━━━ Given data ━━━

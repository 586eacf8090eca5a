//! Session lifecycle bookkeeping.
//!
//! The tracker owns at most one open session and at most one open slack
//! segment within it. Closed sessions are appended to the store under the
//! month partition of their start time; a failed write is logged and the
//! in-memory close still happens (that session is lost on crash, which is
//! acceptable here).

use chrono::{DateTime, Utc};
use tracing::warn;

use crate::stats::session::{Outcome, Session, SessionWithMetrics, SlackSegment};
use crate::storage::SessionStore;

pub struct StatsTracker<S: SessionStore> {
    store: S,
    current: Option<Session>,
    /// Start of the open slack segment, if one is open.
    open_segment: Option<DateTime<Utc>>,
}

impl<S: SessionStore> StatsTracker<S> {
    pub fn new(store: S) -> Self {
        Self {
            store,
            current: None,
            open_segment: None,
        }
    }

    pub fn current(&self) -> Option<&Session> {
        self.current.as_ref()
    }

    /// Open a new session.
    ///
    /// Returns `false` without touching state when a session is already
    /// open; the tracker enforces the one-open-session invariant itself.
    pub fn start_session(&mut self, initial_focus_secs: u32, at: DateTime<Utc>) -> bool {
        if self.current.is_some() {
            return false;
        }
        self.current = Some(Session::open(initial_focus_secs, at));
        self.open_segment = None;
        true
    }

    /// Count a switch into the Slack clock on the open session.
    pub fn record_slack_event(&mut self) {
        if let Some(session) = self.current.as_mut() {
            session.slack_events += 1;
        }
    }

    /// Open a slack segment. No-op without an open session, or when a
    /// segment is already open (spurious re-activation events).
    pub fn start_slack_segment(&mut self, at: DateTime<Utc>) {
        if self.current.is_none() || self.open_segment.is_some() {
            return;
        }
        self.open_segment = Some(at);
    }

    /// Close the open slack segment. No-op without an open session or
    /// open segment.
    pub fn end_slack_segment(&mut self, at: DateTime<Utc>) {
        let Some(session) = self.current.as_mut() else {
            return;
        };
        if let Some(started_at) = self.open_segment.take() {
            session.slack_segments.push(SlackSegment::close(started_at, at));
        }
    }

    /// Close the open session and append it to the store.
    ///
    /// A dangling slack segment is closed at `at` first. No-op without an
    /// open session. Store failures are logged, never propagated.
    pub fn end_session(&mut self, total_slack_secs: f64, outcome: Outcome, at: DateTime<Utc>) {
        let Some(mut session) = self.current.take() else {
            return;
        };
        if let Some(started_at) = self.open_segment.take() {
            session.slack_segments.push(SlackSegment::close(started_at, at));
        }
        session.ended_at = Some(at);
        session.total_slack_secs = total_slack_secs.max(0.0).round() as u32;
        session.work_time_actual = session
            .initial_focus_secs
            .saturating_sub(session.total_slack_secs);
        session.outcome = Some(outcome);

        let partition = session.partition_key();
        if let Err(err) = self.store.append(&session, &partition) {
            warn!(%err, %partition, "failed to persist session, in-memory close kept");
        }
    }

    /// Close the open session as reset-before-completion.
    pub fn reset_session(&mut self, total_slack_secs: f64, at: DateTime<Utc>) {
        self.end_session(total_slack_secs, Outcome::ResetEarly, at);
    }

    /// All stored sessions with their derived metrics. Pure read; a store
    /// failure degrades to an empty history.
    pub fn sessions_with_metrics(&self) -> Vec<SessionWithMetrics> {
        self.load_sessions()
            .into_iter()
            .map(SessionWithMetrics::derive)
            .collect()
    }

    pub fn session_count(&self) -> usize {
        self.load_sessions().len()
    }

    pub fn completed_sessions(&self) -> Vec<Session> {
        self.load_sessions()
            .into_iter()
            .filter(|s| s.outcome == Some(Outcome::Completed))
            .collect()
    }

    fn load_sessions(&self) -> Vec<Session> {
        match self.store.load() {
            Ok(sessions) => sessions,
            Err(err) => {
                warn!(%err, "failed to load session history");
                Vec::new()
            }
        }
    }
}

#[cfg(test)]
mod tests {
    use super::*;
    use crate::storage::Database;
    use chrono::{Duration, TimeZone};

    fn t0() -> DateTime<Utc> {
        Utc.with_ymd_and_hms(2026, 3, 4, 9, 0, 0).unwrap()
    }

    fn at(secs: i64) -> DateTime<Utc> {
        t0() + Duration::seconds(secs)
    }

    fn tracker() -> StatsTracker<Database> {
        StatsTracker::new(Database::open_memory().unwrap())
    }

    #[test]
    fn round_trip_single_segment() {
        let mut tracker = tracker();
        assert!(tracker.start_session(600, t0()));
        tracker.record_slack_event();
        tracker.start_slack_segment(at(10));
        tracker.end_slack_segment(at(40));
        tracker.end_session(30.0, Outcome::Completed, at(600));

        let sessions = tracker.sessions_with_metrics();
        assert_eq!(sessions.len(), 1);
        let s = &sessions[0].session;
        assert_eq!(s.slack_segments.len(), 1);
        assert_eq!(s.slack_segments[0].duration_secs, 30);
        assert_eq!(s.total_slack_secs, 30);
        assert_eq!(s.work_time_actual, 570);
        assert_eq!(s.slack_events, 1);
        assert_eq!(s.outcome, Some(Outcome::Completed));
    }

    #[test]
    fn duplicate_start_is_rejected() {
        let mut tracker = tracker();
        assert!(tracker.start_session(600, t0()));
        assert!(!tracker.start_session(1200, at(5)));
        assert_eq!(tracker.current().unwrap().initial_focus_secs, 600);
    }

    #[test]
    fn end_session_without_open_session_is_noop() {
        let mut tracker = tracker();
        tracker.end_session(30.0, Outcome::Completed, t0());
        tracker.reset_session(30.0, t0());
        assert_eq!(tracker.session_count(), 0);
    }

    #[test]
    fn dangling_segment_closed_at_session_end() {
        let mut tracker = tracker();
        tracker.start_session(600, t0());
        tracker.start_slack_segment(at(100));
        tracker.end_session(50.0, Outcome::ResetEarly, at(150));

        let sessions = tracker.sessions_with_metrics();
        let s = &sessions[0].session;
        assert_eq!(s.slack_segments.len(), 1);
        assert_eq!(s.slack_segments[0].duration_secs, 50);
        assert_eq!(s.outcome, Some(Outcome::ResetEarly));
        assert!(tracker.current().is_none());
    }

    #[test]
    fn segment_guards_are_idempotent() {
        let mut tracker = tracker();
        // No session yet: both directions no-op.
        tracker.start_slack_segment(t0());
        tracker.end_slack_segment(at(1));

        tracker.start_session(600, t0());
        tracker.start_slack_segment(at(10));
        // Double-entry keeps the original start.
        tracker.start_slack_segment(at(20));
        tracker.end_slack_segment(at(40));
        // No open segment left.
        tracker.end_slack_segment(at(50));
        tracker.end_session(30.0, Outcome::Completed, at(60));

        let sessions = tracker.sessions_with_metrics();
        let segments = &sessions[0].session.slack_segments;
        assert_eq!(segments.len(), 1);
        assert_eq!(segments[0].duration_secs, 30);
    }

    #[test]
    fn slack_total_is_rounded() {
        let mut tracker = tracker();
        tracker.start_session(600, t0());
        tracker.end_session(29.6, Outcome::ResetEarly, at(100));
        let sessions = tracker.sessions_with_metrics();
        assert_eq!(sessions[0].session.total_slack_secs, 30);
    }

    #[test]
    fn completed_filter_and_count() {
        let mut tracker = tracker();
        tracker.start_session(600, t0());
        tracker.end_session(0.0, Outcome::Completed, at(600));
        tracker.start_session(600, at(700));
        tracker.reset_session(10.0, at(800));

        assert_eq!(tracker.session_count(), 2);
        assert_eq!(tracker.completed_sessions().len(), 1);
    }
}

━━━

Return every entry verbatim.

(Task output):
repository 586eacf8090eca5a
//! Session lifecycle bookkeeping.
//!
//! The tracker owns at most one open session and at most one open slack
//! segment within it. Closed sessions are appended to the store under the
//! month partition of their start time; a failed write is logged and the
//! in-memory close still happens (that session is lost on crash, which is
//! acceptable here).

use chrono::{DateTime, Utc};
use tracing::warn;

use crate::stats::session::{Outcome, Session, SessionWithMetrics, SlackSegment};
use crate::storage::SessionStore;

pub struct StatsTracker<S: SessionStore> {
    store: S,
    current: Option<Session>,
    /// Start of the open slack segment, if one is open.
    open_segment: Option<DateTime<Utc>>,
}

impl<S: SessionStore> StatsTracker<S> {
    pub fn new(store: S) -> Self {
        Self {
            store,
            current: None,
            open_segment: None,
        }
    }

    pub fn current(&self) -> Option<&Session> {
        self.current.as_ref()
    }

    /// Open a new session.
    ///
    /// Returns `false` without touching state when a session is already
    /// open; the tracker enforces the one-open-session invariant itself.
    pub fn start_session(&mut self, initial_focus_secs: u32, at: DateTime<Utc>) -> bool {
        if self.current.is_some() {
            return false;
        }
        self.current = Some(Session::open(initial_focus_secs, at));
        self.open_segment = None;
        true
    }

    /// Count a switch into the Slack clock on the open session.
    pub fn record_slack_event(&mut self) {
        if let Some(session) = self.current.as_mut() {
            session.slack_events += 1;
        }
    }

    /// Open a slack segment. No-op without an open session, or when a
    /// segment is already open (spurious re-activation events).
    pub fn start_slack_segment(&mut self, at: DateTime<Utc>) {
        if self.current.is_none() || self.open_segment.is_some() {
            return;
        }
        self.open_segment = Some(at);
    }

    /// Close the open slack segment. No-op without an open session or
    /// open segment.
    pub fn end_slack_segment(&mut self, at: DateTime<Utc>) {
        let Some(session) = self.current.as_mut() else {
            return;
        };
        if let Some(started_at) = self.open_segment.take() {
            session.slack_segments.push(SlackSegment::close(started_at, at));
        }
    }

    /// Close the open session and append it to the store.
    ///
    /// A dangling slack segment is closed at `at` first. No-op without an
    /// open session. Store failures are logged, never propagated.
    pub fn end_session(&mut self, total_slack_secs: f64, outcome: Outcome, at: DateTime<Utc>) {
        let Some(mut session) = self.current.take() else {
            return;
        };
        if let Some(started_at) = self.open_segment.take() {
            session.slack_segments.push(SlackSegment::close(started_at, at));
        }
        session.ended_at = Some(at);
        session.total_slack_secs = total_slack_secs.max(0.0).round() as u32;
        session.work_time_actual = session
            .initial_focus_secs
            .saturating_sub(session.total_slack_secs);
        session.outcome = Some(outcome);

        let partition = session.partition_key();
        if let Err(err) = self.store.append(&session, &partition) {
            warn!(%err, %partition, "failed to persist session, in-memory close kept");
        }
    }

    /// Close the open session as reset-before-completion.
    pub fn reset_session(&mut self, total_slack_secs: f64, at: DateTime<Utc>) {
        self.end_session(total_slack_secs, Outcome::ResetEarly, at);
    }

    /// All stored sessions with their derived metrics. Pure read; a store
    /// failure degrades to an empty history.
    pub fn sessions_with_metrics(&self) -> Vec<SessionWithMetrics> {
        self.load_sessions()
            .into_iter()
            .map(SessionWithMetrics::derive)
            .collect()
    }

    pub fn session_count(&self) -> usize {
        self.load_sessions().len()
    }

    pub fn completed_sessions(&self) -> Vec<Session> {
        self.load_sessions()
            .into_iter()
            .filter(|s| s.outcome == Some(Outcome::Completed))
            .collect()
    }

    fn load_sessions(&self) -> Vec<Session> {
        match self.store.load() {
            Ok(sessions) => sessions,
            Err(err) => {
                warn!(%err, "failed to load session history");
                Vec::new()
            }
        }
    }
}

#[cfg(test)]
mod tests {
    use super::*;
    use crate::storage::Database;
    use chrono::{Duration, TimeZone};

    fn t0() -> DateTime<Utc> {
        Utc.with_ymd_and_hms(2026, 3, 4, 9, 0, 0).unwrap()
    }

    fn at(secs: i64) -> DateTime<Utc> {
        t0() + Duration::seconds(secs)
    }

    fn tracker() -> StatsTracker<Database> {
        StatsTracker::new(Database::open_memory().unwrap())
    }

    #[test]
    fn round_trip_single_segment() {
        let mut tracker = tracker();
        assert!(tracker.start_session(600, t0()));
        tracker.record_slack_event();
        tracker.start_slack_segment(at(10));
        tracker.end_slack_segment(at(40));
        tracker.end_session(30.0, Outcome::Completed, at(600));

        let sessions = tracker.sessions_with_metrics();
        assert_eq!(sessions.len(), 1);
        let s = &sessions[0].session;
        assert_eq!(s.slack_segments.len(), 1);
        assert_eq!(s.slack_segments[0].duration_secs, 30);
        assert_eq!(s.total_slack_secs, 30);
        assert_eq!(s.work_time_actual, 570);
        assert_eq!(s.slack_events, 1);
        assert_eq!(s.outcome, Some(Outcome::Completed));
    }

    #[test]
    fn duplicate_start_is_rejected() {
        let mut tracker = tracker();
        assert!(tracker.start_session(600, t0()));
        assert!(!tracker.start_session(1200, at(5)));
        assert_eq!(tracker.current().unwrap().initial_focus_secs, 600);
    }

    #[test]
    fn end_session_without_open_session_is_noop() {
        let mut tracker = tracker();
        tracker.end_session(30.0, Outcome::Completed, t0());
        tracker.reset_session(30.0, t0());
        assert_eq!(tracker.session_count(), 0);
    }

    #[test]
    fn dangling_segment_closed_at_session_end() {
        let mut tracker = tracker();
        tracker.start_session(600, t0());
        tracker.start_slack_segment(at(100));
        tracker.end_session(50.0, Outcome::ResetEarly, at(150));

        let sessions = tracker.sessions_with_metrics();
        let s = &sessions[0].session;
        assert_eq!(s.slack_segments.len(), 1);
        assert_eq!(s.slack_segments[0].duration_secs, 50);
        assert_eq!(s.outcome, Some(Outcome::ResetEarly));
        assert!(tracker.current().is_none());
    }

    #[test]
    fn segment_guards_are_idempotent() {
        let mut tracker = tracker();
        // No session yet: both directions no-op.
        tracker.start_slack_segment(t0());
        tracker.end_slack_segment(at(1));

        tracker.start_session(600, t0());
        tracker.start_slack_segment(at(10));
        // Double-entry keeps the original start.
        tracker.start_slack_segment(at(20));
        tracker.end_slack_segment(at(40));
        // No open segment left.
        tracker.end_slack_segment(at(50));
        tracker.end_session(30.0, Outcome::Completed, at(60));

        let sessions = tracker.sessions_with_metrics();
        let segments = &sessions[0].session.slack_segments;
        assert_eq!(segments.len(), 1);
        assert_eq!(segments[0].duration_secs, 30);
    }

    #[test]
    fn slack_total_is_rounded() {
        let mut tracker = tracker();
        tracker.start_session(600, t0());
        tracker.end_session(29.6, Outcome::ResetEarly, at(100));
        let sessions = tracker.sessions_with_metrics();
        assert_eq!(sessions[0].session.total_slack_secs, 30);
    }

    #[test]
    fn completed_filter_and_count() {
        let mut tracker = tracker();
        tracker.start_session(600, t0());
        tracker.end_session(0.0, Outcome::Completed, at(600));
        tracker.start_session(600, at(700));
        tracker.reset_session(10.0, at(800));

        assert_eq!(tracker.session_count(), 2);
        assert_eq!(tracker.completed_sessions().len(), 1);
    }
}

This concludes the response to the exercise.